**Data for review**.
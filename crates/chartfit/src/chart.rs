//! The end-to-end layout pipeline: margins, then geometry, then fitted labels.

use crate::config::LayoutConfig;
use crate::margins::{LayoutMargins, MarginSolver, Side, SideLabels};
use crate::model::{
    ChartInput, ChartLayout, DataPoint, LabelRole, PartitionMode, PlacedSegment, PositionedLabel,
    SortOrder, TextAnchor,
};
use crate::{LayoutOptions, Result};
use chartfit_geom::{
    PartitionSegment, Point, Rect, Shape, WeightedItem, pack, partition_grid,
    partition_triangle, size_proportional,
};
use chartfit_text::{
    CachedTextMeasurer, FitOptions, FitResult, LabelBox, LabelSpec, TextMeasurer, TextStyle,
    fit_label,
};
use serde_json::Value;

fn fmt_number(v: f64) -> String {
    if !v.is_finite() || v.abs() < 0.0005 {
        return "0".to_string();
    }
    let r = (v * 1000.0).round() / 1000.0;
    let mut s = format!("{r:.3}");
    if s.contains('.') {
        while s.ends_with('0') {
            s.pop();
        }
        if s.ends_with('.') {
            s.pop();
        }
    }
    if s == "-0" { "0".to_string() } else { s }
}

/// Converts data points into weighted items, assigning `order` from `sort`.
///
/// Items stay in input order; only their `order` ranks change. Ties keep input order.
pub fn weighted_items(data: &[DataPoint], sort: SortOrder) -> Result<Vec<WeightedItem>> {
    let mut items: Vec<WeightedItem> = data
        .iter()
        .enumerate()
        .map(|(idx, point)| WeightedItem::new(point.category.clone(), point.value, idx))
        .collect();
    for item in &items {
        item.validate()?;
    }

    let mut ranked: Vec<usize> = (0..items.len()).collect();
    match sort {
        SortOrder::AsGiven => return Ok(items),
        SortOrder::Ascending => {
            ranked.sort_by(|&a, &b| items[a].weight.total_cmp(&items[b].weight));
        }
        SortOrder::Descending => {
            ranked.sort_by(|&a, &b| items[b].weight.total_cmp(&items[a].weight));
        }
    }
    for (rank, idx) in ranked.into_iter().enumerate() {
        items[idx].order = rank;
    }
    Ok(items)
}

struct Placer<'a> {
    measurer: &'a dyn TextMeasurer,
    fit: FitOptions,
    labels: Vec<PositionedLabel>,
}

impl Placer<'_> {
    fn fit(&self, text: &str, style: &TextStyle, bx: LabelBox) -> FitResult {
        fit_label(self.measurer, text, style, bx, &self.fit)
    }

    /// Pushes the label unless the fitter had to hide it.
    fn push(
        &mut self,
        item_id: Option<&str>,
        role: LabelRole,
        (x, y): (f64, f64),
        anchor: TextAnchor,
        fit: FitResult,
    ) {
        if !fit.is_visible() {
            tracing::trace!(item = ?item_id, ?role, "label hidden: box too small");
            return;
        }
        self.labels.push(PositionedLabel {
            item_id: item_id.map(str::to_string),
            role,
            x,
            y,
            anchor,
            fit,
        });
    }

    /// Fits a label into `area` and centres the fitted block in it.
    fn centred_in(
        &mut self,
        item_id: &str,
        role: LabelRole,
        text: &str,
        style: &TextStyle,
        area: Rect,
    ) {
        let fit = self.fit(text, style, LabelBox::with_height(area.width, area.height));
        let y = area.y + (area.height - fit.height).max(0.0) / 2.0;
        self.push(Some(item_id), role, (area.center().x, y), TextAnchor::Middle, fit);
    }
}

/// Lays out one chart.
///
/// Invalid weights, dimensions or config are rejected; every other degenerate case (no data,
/// all-zero weights, labels that cannot fit) yields a defined, possibly empty, layout.
pub fn layout_chart(input: &ChartInput, options: &LayoutOptions) -> Result<ChartLayout> {
    let config = &options.config;
    config.validate()?;
    let items = weighted_items(&input.data, input.sort)?;

    let measurer = CachedTextMeasurer::new(options.text_measurer.as_ref());
    let solver = MarginSolver::new(&measurer, config);
    let pad = input.base_padding;

    let mut side_labels = SideLabels::default();
    if input.mode == PartitionMode::Triangle {
        let side = side_labels.get_mut(input.label_side.into());
        side.extend(
            items
                .iter()
                .filter(|item| item.weight > 0.0)
                .map(|item| LabelSpec::new(item.id.clone(), input.style.category_label.clone())),
        );
    }
    let title_box = LabelBox::new((input.canvas_width - 2.0 * pad).max(0.0));
    if let Some(title) = input.title.as_deref().filter(|t| !t.is_empty()) {
        side_labels
            .top
            .push(LabelSpec::new(title, input.style.title.clone()).with_box(title_box));
    }

    let margins =
        solver.solve_margins(input.canvas_width, input.canvas_height, &side_labels, pad)?;
    let plot = margins.inner_rect();

    let mut placer = Placer {
        measurer: &measurer,
        fit: config.fit_options(),
        labels: Vec::new(),
    };

    if let Some(title) = input.title.as_deref().filter(|t| !t.is_empty()) {
        let fit = placer.fit(title, &input.style.title, title_box);
        placer.push(
            None,
            LabelRole::Title,
            (input.canvas_width / 2.0, pad),
            TextAnchor::Middle,
            fit,
        );
    }

    let segments = match (input.mode, input.mode.shape()) {
        (PartitionMode::Triangle, _) => {
            layout_triangle(input, config, &items, &margins, plot, &mut placer)?
        }
        (_, Some(shape)) => layout_radial(input, config, shape, &items, plot, &mut placer)?,
        _ => layout_grid(input, &items, plot, &mut placer)?,
    };

    tracing::debug!(
        mode = ?input.mode,
        items = items.len(),
        segments = segments.len(),
        labels = placer.labels.len(),
        measured = measurer.len(),
        clamped_horizontal = margins.clamped_horizontal,
        clamped_vertical = margins.clamped_vertical,
        "chart laid out"
    );

    Ok(ChartLayout {
        canvas_width: input.canvas_width,
        canvas_height: input.canvas_height,
        margins,
        plot,
        segments,
        labels: placer.labels,
    })
}

/// Parses a [`ChartInput`] from JSON and lays it out.
pub fn layout_chart_json(input: &Value, options: &LayoutOptions) -> Result<ChartLayout> {
    let input: ChartInput = serde_json::from_value(input.clone())?;
    layout_chart(&input, options)
}

fn layout_triangle(
    input: &ChartInput,
    config: &LayoutConfig,
    items: &[WeightedItem],
    margins: &LayoutMargins,
    plot: Rect,
    placer: &mut Placer<'_>,
) -> Result<Vec<PlacedSegment>> {
    let segments = partition_triangle(items, plot.width, plot.height, input.orientation)?;
    let origin = Point::new(plot.center().x, plot.y);

    let side: Side = input.label_side.into();
    let label_width = margins.get(side) - input.base_padding - config.marker_allowance;
    let (label_x, anchor) = match side {
        Side::Left => (plot.x - config.marker_allowance, TextAnchor::End),
        _ => (plot.right() + config.marker_allowance, TextAnchor::Start),
    };

    for segment in segments.iter().filter(|s| s.is_rendered()) {
        let Some(band) = segment.trapezoid() else {
            continue;
        };
        let top = plot.y + band.y_top;

        let fit = placer.fit(
            &segment.item_id,
            &input.style.category_label,
            LabelBox::with_height(label_width, band.height()),
        );
        let y = top + (band.height() - fit.height).max(0.0) / 2.0;
        placer.push(
            Some(segment.item_id.as_str()),
            LabelRole::Category,
            (label_x, y),
            anchor,
            fit,
        );

        if input.show_values {
            let mid_width = (band.width_top + band.width_bottom) / 2.0;
            let area = Rect::new(origin.x - mid_width / 2.0, top, mid_width, band.height());
            placer.centred_in(
                &segment.item_id,
                LabelRole::Value,
                &fmt_number(segment.weight),
                &input.style.value_label,
                area,
            );
        }
    }

    Ok(place_all(segments, origin))
}

/// Largest axis-aligned box inside a shape of the given extent.
fn inscribed_box(shape: Shape, extent: f64) -> Rect {
    let (w, h) = match shape {
        Shape::Circle => (extent * 2f64.sqrt(), extent * 2f64.sqrt()),
        Shape::Square => (extent, extent),
        Shape::Hexagon => (extent * 3f64.sqrt(), extent),
    };
    Rect::new(-w / 2.0, -h / 2.0, w, h)
}

fn layout_radial(
    input: &ChartInput,
    config: &LayoutConfig,
    shape: Shape,
    items: &[WeightedItem],
    plot: Rect,
    placer: &mut Placer<'_>,
) -> Result<Vec<PlacedSegment>> {
    let packing = pack(items.len());
    if packing.is_empty() {
        return Ok(Vec::new());
    }
    let cells = packing.cells(plot);
    let cell_width = plot.width / packing.cols as f64;
    let cell_height = plot.height / packing.rows as f64;

    // The label strip below each shape takes at most half the cell.
    let style = &input.style.category_label;
    let line_height = placer.measurer.measure("M", style).height;
    let text_height = (line_height * placer.fit.line_limit() as f64)
        .min((cell_height / 2.0 - config.label_gap).max(0.0));
    let label_height = (text_height + config.label_gap).min(cell_height / 2.0);
    let shape_height = cell_height - label_height;
    let max_extent = match shape {
        Shape::Square => cell_width.min(shape_height),
        Shape::Circle | Shape::Hexagon => cell_width.min(shape_height) / 2.0,
    };

    let segments = size_proportional(items, shape, max_extent, config.min_visible_extent)?;
    let centres: Vec<Point> = cells
        .iter()
        .map(|cell| Point::new(cell.center().x, cell.y + shape_height / 2.0))
        .collect();

    for (segment, centre) in segments.iter().zip(&centres) {
        if !segment.is_rendered() {
            continue;
        }
        let label_area = Rect::new(
            centre.x - cell_width / 2.0,
            centre.y + shape_height / 2.0 + config.label_gap,
            cell_width,
            text_height,
        );
        let fit = placer.fit(
            &segment.item_id,
            style,
            LabelBox::with_height(label_area.width, label_area.height),
        );
        placer.push(
            Some(segment.item_id.as_str()),
            LabelRole::Category,
            (label_area.center().x, label_area.y),
            TextAnchor::Middle,
            fit,
        );

        if input.show_values {
            let inner = segment.radius().map_or(Rect::new(0.0, 0.0, 0.0, 0.0), |r| {
                inscribed_box(shape, r)
            });
            let area = Rect::new(centre.x + inner.x, centre.y + inner.y, inner.width, inner.height);
            placer.centred_in(
                &segment.item_id,
                LabelRole::Value,
                &fmt_number(segment.weight),
                &input.style.value_label,
                area,
            );
        }
    }

    Ok(segments
        .into_iter()
        .zip(centres)
        .map(|(segment, origin)| PlacedSegment { segment, origin })
        .collect())
}

fn layout_grid(
    input: &ChartInput,
    items: &[WeightedItem],
    plot: Rect,
    placer: &mut Placer<'_>,
) -> Result<Vec<PlacedSegment>> {
    if items.is_empty() {
        return Ok(Vec::new());
    }
    let segments = partition_grid(items, plot)?;

    for segment in segments.iter().filter(|s| s.is_rendered()) {
        let Some(cell) = segment.cell() else {
            continue;
        };
        let category_area = if input.show_values {
            Rect::new(cell.x, cell.y, cell.width, cell.height / 2.0)
        } else {
            cell
        };
        placer.centred_in(
            &segment.item_id,
            LabelRole::Category,
            &segment.item_id,
            &input.style.category_label,
            category_area,
        );
        if input.show_values {
            let value_area = Rect::new(
                cell.x,
                cell.y + cell.height / 2.0,
                cell.width,
                cell.height / 2.0,
            );
            placer.centred_in(
                &segment.item_id,
                LabelRole::Value,
                &fmt_number(segment.weight),
                &input.style.value_label,
                value_area,
            );
        }
    }

    Ok(place_all(segments, Point::new(0.0, 0.0)))
}

fn place_all(segments: Vec<PartitionSegment>, origin: Point) -> Vec<PlacedSegment> {
    segments
        .into_iter()
        .map(|segment| PlacedSegment { segment, origin })
        .collect()
}
use chartfit_text::TextStyle;
use serde::{Deserialize, Serialize};

pub const DEFAULT_FONT_FAMILY: &str = "\"trebuchet ms\", verdana, arial, sans-serif";

/// Fonts per text role, resolved by the caller before layout.
#[derive(Debug, Clone, PartialEq, Serialize, Deserialize)]
#[serde(rename_all = "camelCase", default)]
pub struct ResolvedStyle {
    pub category_label: TextStyle,
    /// Formatted data values drawn inside their segment.
    pub value_label: TextStyle,
    pub title: TextStyle,
}

impl Default for ResolvedStyle {
    fn default() -> Self {
        Self {
            category_label: TextStyle {
                font_family: Some(DEFAULT_FONT_FAMILY.to_string()),
                font_size: 12.0,
                font_weight: None,
            },
            value_label: TextStyle {
                font_family: Some(DEFAULT_FONT_FAMILY.to_string()),
                font_size: 11.0,
                font_weight: None,
            },
            title: TextStyle {
                font_family: Some(DEFAULT_FONT_FAMILY.to_string()),
                font_size: 18.0,
                font_weight: Some("bold".to_string()),
            },
        }
    }
}
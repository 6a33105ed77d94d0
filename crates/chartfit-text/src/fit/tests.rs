use super::*;

// Heuristic measurer: 0.6em per char, 1.2em per line.
fn measurer() -> HeuristicTextMeasurer {
    HeuristicTextMeasurer::default()
}

fn style(size: f64) -> TextStyle {
    TextStyle {
        font_family: Some("Arial".to_string()),
        font_size: size,
        font_weight: None,
    }
}

#[test]
fn label_that_fits_is_returned_unchanged() {
    let out = fit_label(
        &measurer(),
        "Hello",
        &style(10.0),
        LabelBox::new(30.0),
        &FitOptions::default(),
    );
    assert_eq!(out.lines, vec!["Hello"]);
    assert_eq!(out.font_size, 10.0);
    assert_eq!(out.width, 30.0);
    assert!(!out.truncated && !out.hidden && !out.overflowing);
}

#[test]
fn wrapping_comes_before_shrinking() {
    let out = fit_label(
        &measurer(),
        "aa bb cc",
        &style(10.0),
        LabelBox::new(30.0),
        &FitOptions::default(),
    );
    assert_eq!(out.lines, vec!["aa bb", "cc"]);
    assert_eq!(out.font_size, 10.0);
    assert_eq!(out.height, 24.0);
}

#[test]
fn single_long_token_shrinks_until_it_fits() {
    let out = fit_label(
        &measurer(),
        "abcdef",
        &style(10.0),
        LabelBox::new(30.0),
        &FitOptions::default(),
    );
    assert_eq!(out.lines, vec!["abcdef"]);
    assert_eq!(out.font_size, 8.0);
    assert!(!out.truncated);
}

#[test]
fn truncates_with_ellipsis_at_min_size() {
    let out = fit_label(
        &measurer(),
        "abcdefghij",
        &style(10.0),
        LabelBox::new(30.0),
        &FitOptions::default(),
    );
    assert_eq!(out.lines, vec!["abcde\u{2026}"]);
    assert_eq!(out.font_size, 8.0);
    assert!(out.truncated);
    assert!(out.width <= 30.0);
}

#[test]
fn last_line_gets_ellipsis_when_lines_run_out() {
    let opts = FitOptions {
        min_font_size: 10.0,
        ..FitOptions::default()
    };
    let out = fit_label(
        &measurer(),
        "aa bb cc dd ee",
        &style(10.0),
        LabelBox::new(30.0),
        &opts,
    );
    assert_eq!(out.lines, vec!["aa bb", "cc d\u{2026}"]);
    assert!(out.truncated);
}

#[test]
fn height_limits_the_number_of_lines() {
    let out = fit_label(
        &measurer(),
        "aa bb cc",
        &style(10.0),
        LabelBox::with_height(30.0, 12.0),
        &FitOptions::default(),
    );
    assert_eq!(out.lines, vec!["aa bb\u{2026}"]);
    assert_eq!(out.font_size, 8.0);
    assert!((out.height - 9.6).abs() < 1e-9);
}

#[test]
fn hidden_when_even_an_ellipsis_is_too_wide() {
    let out = fit_label(
        &measurer(),
        "abc",
        &style(10.0),
        LabelBox::new(3.0),
        &FitOptions::default(),
    );
    assert!(out.hidden);
    assert!(out.lines.is_empty());
    assert!(!out.is_visible());
}

#[test]
fn degenerate_box_is_always_hidden() {
    for bx in [
        LabelBox::new(0.0),
        LabelBox::new(-5.0),
        LabelBox::new(f64::NAN),
        LabelBox::with_height(100.0, 0.0),
    ] {
        let out = fit_label(&measurer(), "a", &style(10.0), bx, &FitOptions::default());
        assert!(out.hidden, "{bx:?} should hide the label");
    }
}

#[test]
fn empty_text_is_a_zero_size_result() {
    let out = fit_label(
        &measurer(),
        "",
        &style(10.0),
        LabelBox::new(30.0),
        &FitOptions::default(),
    );
    assert!(!out.hidden);
    assert!(out.lines.is_empty());
    assert_eq!(out.width, 0.0);
    assert_eq!(out.height, 0.0);
}

#[test]
fn overflow_is_reported_when_truncation_is_disabled() {
    let opts = FitOptions {
        allow_truncate: false,
        ..FitOptions::default()
    };
    let out = fit_label(
        &measurer(),
        "abcdefghij",
        &style(10.0),
        LabelBox::new(30.0),
        &opts,
    );
    assert_eq!(out.lines, vec!["abcdefghij"]);
    assert_eq!(out.font_size, 8.0);
    assert!(out.overflowing);
    assert!(!out.truncated);
}

#[test]
fn without_wrap_a_multiline_label_is_cut_to_one_line() {
    let opts = FitOptions {
        allow_wrap: false,
        ..FitOptions::default()
    };
    let out = fit_label(
        &measurer(),
        "ab\ncd",
        &style(10.0),
        LabelBox::new(100.0),
        &opts,
    );
    assert_eq!(out.lines, vec!["ab\u{2026}"]);
    assert!(out.truncated);
}

#[test]
fn requested_size_below_minimum_is_raised() {
    let out = fit_label(
        &measurer(),
        "a",
        &style(4.0),
        LabelBox::new(100.0),
        &FitOptions::default(),
    );
    assert_eq!(out.font_size, 8.0);
}

#[test]
fn shrink_step_controls_the_decrement() {
    let opts = FitOptions {
        min_font_size: 4.0,
        shrink_step: 2.0,
        ..FitOptions::default()
    };
    // 6 chars: fits at 8px (28.8), not at 10px (36).
    let out = fit_label(
        &measurer(),
        "abcdef",
        &style(12.0),
        LabelBox::new(30.0),
        &opts,
    );
    assert_eq!(out.font_size, 8.0);
}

**Aim of the task**. Your answer should consist of the lines from the material that contain "packing".

**Result**.
    let packing = pack(items.len());
    if packing.is_empty() {
    let cells = packing.cells(plot);
    let cell_width = plot.width / packing.cols as f64;
    let cell_height = plot.height / packing.rows as f64;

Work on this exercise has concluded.